Genetic resistance in crop plants
Plant resource allocation to growth and defense is important to optimizing its fitness. Notably, the induction of plant immune responses is often associated with reduction in plant growth. Receptor-like kinases (RLKs) play an important role in this context as they share common signaling components that can fine-tune different type of responses and therefore regulating the balance between growth and defense. Among the RLKs, the Arabidopsis FERONIA (FER) plays a role in this balance by acting as a scaffold in the formation of receptor complexes involved in diverse biological processes. We have found that COK-4, a putative kinase encoded in the common bean anthracnose resistance locus Co-4, is highly similar to the kinase domain of FER and is transcriptionally regulated during immune response. To assess whether COK-4 is functional ortholog of FER, we genetically complemented the Arabidopsis fer-5 mutant with COK-4 and evaluated FER-associated traits. The enhanced apoplastic and stomatal immunity observed in fer-5 plants were rescued in the complemented lines, suggesting that COK-4 and FER may be negative regulators of plant immunity. We also observed that the fer-5 mutant has developmental defects as it accumulates a lower level of dry weight, has fewer leaves, and transition to reproductive stage faster than the wild type plants. These developmental phenotypes were also rescued in the COK-4-expressing fer-5 lines. Altogether, these data provide strong evidence that COK-4 of common bean is involved in the control of growth-defense balance in plants (Azevedo et al. 2018). These finding has major implications to breeding programs that employ the Co-4 locus to control anthracnose in the field.

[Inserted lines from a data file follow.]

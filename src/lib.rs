// SPDX-License-Identifier: MPL-2.0
//! `iced_identify` is an image identification demo built with the Iced GUI
//! framework.
//!
//! The user supplies an image from disk or a URL, a pretrained MobileNet ONNX
//! model classifies it locally, and the top predictions are shown with
//! confidence scores. Previously viewed images are kept in a thumbnail
//! history for quick re-selection.

pub mod app;
pub mod classifier;
pub mod config;
pub mod error;
pub mod media;
pub mod ui;
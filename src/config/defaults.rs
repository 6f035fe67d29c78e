// SPDX-License-Identifier: MPL-2.0
//! Default values for user-configurable settings.

/// MobileNet v2 checkpoint from the ONNX model zoo (~14 MB).
pub const MODEL_URL: &str =
    "https://github.com/onnx/models/raw/main/validated/vision/classification/mobilenet/model/mobilenetv2-10.onnx";

/// ImageNet class names, one per line, index-aligned with the model output.
pub const LABELS_URL: &str =
    "https://raw.githubusercontent.com/pytorch/hub/master/imagenet_classes.txt";

/// Number of predictions shown per classification.
pub const TOP_K: usize = 5;
// SPDX-License-Identifier: MPL-2.0
use criterion::{criterion_group, criterion_main, Criterion};
use iced_identify::classifier::mobilenet;
use image_rs::{DynamicImage, RgbImage};
use std::hint::black_box;

fn synthetic_photo(width: u32, height: u32) -> DynamicImage {
    let img = RgbImage::from_fn(width, height, |x, y| {
        image_rs::Rgb([(x % 256) as u8, (y % 256) as u8, ((x + y) % 256) as u8])
    });
    DynamicImage::ImageRgb8(img)
}

fn preprocess_benchmark(c: &mut Criterion) {
    let mut group = c.benchmark_group("preprocess");

    // Typical camera resolution, downscaled to the model's 224x224 input.
    let large = synthetic_photo(1920, 1080);
    group.bench_function("preprocess_1080p", |b| {
        b.iter(|| {
            let _ = black_box(mobilenet::preprocess_image(black_box(&large)).unwrap());
        });
    });

    // Already at model size, so only normalization and layout remain.
    let small = synthetic_photo(224, 224);
    group.bench_function("preprocess_224", |b| {
        b.iter(|| {
            let _ = black_box(mobilenet::preprocess_image(black_box(&small)).unwrap());
        });
    });

    group.finish();
}

criterion_group!(benches, preprocess_benchmark);
criterion_main!(benches);
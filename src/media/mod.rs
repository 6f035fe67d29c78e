// SPDX-License-Identifier: MPL-2.0
//! Image sources, decoding, and asynchronous loading.

pub mod fetch;
pub mod image;
pub mod source;

pub use fetch::load_source;
pub use image::{decode_bytes, ImageData};
pub use source::ImageSource;
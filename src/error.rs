// SPDX-License-Identifier: MPL-2.0
use std::fmt;

#[derive(Debug, Clone)]
pub enum Error {
    Io(String),
    Decode(String),
    Http(String),
    Config(String),
}

impl fmt::Display for Error {
    fn fmt(&self, f: &mut fmt::Formatter<'_>) -> fmt::Result {
        match self {
            Error::Io(e) => write!(f, "I/O Error: {}", e),
            Error::Decode(e) => write!(f, "Decode Error: {}", e),
            Error::Http(e) => write!(f, "HTTP Error: {}", e),
            Error::Config(e) => write!(f, "Config Error: {}", e),
        }
    }
}

impl From<std::io::Error> for Error {
    fn from(err: std::io::Error) -> Self {
        Error::Io(err.to_string())
    }
}

impl From<image_rs::ImageError> for Error {
    fn from(err: image_rs::ImageError) -> Self {
        Error::Decode(err.to_string())
    }
}

impl From<reqwest::Error> for Error {
    fn from(err: reqwest::Error) -> Self {
        Error::Http(err.to_string())
    }
}

impl From<toml::de::Error> for Error {
    fn from(err: toml::de::Error) -> Self {
        Error::Config(err.to_string())
    }
}

impl From<toml::ser::Error> for Error {
    fn from(err: toml::ser::Error) -> Self {
        Error::Config(err.to_string())
    }
}

pub type Result<T> = std::result::Result<T, Error>;

#[cfg(test)]
mod tests {
    use super::*;

    #[test]
    fn display_formats_io_error() {
        let err = Error::Io("disk failure".to_string());
        assert_eq!(format!("{}", err), "I/O Error: disk failure");
    }

    #[test]
    fn from_io_error_produces_io_variant() {
        let io_error = std::io::Error::other("boom");
        let err: Error = io_error.into();
        match err {
            Error::Io(message) => assert!(message.contains("boom")),
            _ => panic!("expected Io variant"),
        }
    }

    #[test]
    fn config_error_formats_properly() {
        let err = Error::Config("bad field".into());
        assert_eq!(format!("{}", err), "Config Error: bad field");
    }

    #[test]
    fn decode_error_formats_properly() {
        let err = Error::Decode("truncated png".into());
        assert!(format!("{}", err).contains("truncated png"));
    }
}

Plant and microbial indicators of soil health
Soils are one of our most valuable resources. In agricultural systems, management practices that ensure high yields often have negative effects on soil biology. Many current soil health assessments do not allow for a nuanced assessment of soil biological health. However, to ensure the long-term sustainability of cropping systems, both, the well-being of soil microorganisms and crops need to be taken into account. The goal of this project is to develop a holistic approach that combines traditional soil health assessments with sensitive biological indicators of the effects of the soil environment on the soil microbial community, such as microbial community dynamics (taxonomic and genetic), and plant health. Our approach will lead to a better understanding of the effects of crop management practices on soil microorganisms and plants. In the long-term, this comprehensive measurements of soil health may be included in management decisions made by farmers, land managers, and crop advisers.
This is a collaborative research that includes soil microbiology (led by Jorge Rodrigues, LAWR, UC Davis), nutrient management (led by Daniel Geisseler (UC ANR), and plant physiology (led by Maeli Melotto, Plant Sciences, UC Davis).